Answer with only the number of lines below where "updated" appears.

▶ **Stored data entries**
== Segment start ==
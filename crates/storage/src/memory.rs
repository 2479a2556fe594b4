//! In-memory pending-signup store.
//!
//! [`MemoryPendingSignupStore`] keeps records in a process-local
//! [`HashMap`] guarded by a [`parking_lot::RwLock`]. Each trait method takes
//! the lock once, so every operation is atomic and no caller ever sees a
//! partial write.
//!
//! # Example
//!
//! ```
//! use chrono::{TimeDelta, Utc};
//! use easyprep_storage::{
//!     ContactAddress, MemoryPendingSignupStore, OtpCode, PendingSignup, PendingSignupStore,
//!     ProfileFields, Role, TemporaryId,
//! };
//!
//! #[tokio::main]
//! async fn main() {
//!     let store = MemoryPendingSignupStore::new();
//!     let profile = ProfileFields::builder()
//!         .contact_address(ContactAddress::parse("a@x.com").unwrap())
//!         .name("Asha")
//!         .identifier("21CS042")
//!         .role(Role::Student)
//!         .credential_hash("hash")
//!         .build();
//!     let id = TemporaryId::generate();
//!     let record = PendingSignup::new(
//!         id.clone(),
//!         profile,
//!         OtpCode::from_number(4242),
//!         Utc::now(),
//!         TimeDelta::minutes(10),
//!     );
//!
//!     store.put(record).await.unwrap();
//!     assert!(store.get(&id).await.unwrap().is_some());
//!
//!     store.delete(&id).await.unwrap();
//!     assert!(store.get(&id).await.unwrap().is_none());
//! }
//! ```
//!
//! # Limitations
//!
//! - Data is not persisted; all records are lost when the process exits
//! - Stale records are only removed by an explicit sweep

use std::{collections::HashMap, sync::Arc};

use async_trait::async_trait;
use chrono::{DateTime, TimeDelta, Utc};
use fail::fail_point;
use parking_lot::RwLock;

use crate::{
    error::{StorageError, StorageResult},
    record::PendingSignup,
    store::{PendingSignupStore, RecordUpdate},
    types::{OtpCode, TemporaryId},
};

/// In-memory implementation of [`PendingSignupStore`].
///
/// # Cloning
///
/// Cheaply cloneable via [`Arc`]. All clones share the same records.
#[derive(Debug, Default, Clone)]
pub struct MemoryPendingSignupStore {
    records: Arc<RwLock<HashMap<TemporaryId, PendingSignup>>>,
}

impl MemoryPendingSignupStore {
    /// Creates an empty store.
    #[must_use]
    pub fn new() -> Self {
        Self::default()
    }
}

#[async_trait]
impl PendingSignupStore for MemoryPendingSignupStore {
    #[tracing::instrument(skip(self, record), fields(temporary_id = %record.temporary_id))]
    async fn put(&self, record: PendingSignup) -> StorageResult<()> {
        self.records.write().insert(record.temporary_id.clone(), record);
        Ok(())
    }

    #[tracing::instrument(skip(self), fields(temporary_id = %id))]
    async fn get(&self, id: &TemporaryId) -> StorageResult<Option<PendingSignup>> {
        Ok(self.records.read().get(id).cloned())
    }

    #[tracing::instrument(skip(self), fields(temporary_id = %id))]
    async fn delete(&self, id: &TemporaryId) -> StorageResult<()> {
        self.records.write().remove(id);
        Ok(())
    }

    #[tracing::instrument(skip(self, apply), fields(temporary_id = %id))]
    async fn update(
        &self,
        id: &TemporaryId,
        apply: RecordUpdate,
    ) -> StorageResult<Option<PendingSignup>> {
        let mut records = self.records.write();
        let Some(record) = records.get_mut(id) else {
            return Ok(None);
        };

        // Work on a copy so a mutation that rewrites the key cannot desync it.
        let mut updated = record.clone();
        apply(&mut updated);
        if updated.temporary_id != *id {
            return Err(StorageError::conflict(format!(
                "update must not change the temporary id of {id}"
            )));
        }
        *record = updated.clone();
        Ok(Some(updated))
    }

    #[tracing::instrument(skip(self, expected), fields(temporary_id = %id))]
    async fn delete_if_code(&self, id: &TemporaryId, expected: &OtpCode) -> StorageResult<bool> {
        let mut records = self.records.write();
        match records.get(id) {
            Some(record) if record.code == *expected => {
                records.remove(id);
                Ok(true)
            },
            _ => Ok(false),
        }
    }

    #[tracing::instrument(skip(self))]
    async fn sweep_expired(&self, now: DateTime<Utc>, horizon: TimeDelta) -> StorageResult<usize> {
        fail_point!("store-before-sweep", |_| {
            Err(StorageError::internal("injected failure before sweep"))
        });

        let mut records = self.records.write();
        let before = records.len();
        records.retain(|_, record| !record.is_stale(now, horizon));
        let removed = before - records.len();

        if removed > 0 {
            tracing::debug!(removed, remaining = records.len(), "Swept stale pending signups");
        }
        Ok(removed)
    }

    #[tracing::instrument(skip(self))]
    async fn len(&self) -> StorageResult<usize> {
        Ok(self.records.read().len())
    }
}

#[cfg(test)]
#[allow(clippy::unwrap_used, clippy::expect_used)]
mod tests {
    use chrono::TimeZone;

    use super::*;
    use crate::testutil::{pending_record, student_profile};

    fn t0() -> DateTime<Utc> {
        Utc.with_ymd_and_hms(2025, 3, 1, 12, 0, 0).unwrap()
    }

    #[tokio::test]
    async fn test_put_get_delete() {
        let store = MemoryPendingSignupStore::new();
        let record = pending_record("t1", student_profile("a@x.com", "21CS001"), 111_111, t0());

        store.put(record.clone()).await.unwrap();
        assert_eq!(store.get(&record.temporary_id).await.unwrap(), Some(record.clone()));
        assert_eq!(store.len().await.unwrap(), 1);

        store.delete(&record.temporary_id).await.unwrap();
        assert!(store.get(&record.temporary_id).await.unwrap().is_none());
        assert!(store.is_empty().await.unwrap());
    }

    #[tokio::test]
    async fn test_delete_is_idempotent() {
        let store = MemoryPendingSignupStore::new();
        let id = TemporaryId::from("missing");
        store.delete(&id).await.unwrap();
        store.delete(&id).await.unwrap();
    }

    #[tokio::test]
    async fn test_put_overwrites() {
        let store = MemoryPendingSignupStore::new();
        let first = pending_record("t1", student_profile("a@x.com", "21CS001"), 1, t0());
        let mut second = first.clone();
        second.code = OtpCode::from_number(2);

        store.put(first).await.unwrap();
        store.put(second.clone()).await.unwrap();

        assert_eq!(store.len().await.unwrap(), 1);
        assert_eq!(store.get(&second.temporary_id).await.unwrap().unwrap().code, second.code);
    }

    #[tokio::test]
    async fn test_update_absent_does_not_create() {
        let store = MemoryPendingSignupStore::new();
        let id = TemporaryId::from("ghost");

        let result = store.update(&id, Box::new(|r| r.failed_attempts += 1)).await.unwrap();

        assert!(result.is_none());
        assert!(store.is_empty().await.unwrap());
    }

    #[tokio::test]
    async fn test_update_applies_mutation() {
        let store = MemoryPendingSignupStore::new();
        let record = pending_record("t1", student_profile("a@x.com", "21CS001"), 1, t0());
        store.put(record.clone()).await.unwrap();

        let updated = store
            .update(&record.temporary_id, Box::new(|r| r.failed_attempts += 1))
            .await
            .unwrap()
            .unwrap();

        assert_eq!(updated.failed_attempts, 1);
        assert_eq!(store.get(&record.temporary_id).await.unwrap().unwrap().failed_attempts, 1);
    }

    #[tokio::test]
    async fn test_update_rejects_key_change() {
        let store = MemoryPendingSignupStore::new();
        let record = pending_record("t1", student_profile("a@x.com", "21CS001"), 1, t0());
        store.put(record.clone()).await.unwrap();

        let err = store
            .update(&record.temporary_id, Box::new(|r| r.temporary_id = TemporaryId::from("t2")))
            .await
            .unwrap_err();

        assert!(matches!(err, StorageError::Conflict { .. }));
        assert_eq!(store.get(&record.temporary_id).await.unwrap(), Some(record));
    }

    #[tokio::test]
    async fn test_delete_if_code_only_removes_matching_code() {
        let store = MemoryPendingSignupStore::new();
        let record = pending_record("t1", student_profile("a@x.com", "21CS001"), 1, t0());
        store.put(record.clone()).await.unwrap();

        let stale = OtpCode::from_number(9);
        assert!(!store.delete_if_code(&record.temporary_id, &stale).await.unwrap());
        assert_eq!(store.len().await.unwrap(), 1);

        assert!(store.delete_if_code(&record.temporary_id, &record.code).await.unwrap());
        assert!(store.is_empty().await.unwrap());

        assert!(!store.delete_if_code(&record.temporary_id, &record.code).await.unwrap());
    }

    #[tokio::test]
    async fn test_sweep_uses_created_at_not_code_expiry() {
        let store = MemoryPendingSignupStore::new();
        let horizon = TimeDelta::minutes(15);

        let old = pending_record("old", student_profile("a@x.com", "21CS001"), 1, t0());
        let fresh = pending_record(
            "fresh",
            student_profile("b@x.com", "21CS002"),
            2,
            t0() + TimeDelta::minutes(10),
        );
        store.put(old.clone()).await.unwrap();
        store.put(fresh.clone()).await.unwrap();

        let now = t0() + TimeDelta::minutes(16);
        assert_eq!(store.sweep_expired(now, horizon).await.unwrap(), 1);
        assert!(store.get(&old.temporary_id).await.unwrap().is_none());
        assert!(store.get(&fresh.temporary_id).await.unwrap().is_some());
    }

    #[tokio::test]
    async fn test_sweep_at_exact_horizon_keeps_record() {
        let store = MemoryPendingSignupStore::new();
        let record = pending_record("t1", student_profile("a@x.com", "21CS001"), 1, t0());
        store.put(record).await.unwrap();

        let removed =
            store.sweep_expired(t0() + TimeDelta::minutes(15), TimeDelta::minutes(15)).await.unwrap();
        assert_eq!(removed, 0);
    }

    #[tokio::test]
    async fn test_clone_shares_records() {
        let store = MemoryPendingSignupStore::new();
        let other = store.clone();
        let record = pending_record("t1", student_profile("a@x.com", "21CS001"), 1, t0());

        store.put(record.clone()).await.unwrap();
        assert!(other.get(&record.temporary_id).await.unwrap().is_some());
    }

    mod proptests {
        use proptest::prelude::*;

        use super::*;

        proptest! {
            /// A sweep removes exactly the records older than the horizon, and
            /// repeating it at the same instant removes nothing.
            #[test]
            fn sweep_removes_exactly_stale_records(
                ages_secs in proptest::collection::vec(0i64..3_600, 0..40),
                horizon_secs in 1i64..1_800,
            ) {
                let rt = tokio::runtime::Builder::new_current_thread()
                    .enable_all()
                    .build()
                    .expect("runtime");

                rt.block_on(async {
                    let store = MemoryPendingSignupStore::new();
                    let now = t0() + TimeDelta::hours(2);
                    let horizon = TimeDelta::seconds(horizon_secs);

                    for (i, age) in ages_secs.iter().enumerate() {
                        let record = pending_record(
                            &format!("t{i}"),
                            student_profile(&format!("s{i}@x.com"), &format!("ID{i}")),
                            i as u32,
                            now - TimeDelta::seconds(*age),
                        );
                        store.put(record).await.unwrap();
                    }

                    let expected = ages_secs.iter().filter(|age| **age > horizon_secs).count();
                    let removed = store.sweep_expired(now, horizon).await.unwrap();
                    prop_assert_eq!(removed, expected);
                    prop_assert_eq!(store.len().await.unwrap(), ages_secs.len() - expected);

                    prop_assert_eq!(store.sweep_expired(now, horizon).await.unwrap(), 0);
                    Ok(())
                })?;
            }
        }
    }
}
== Segment end ==
▶ **Your solution**
7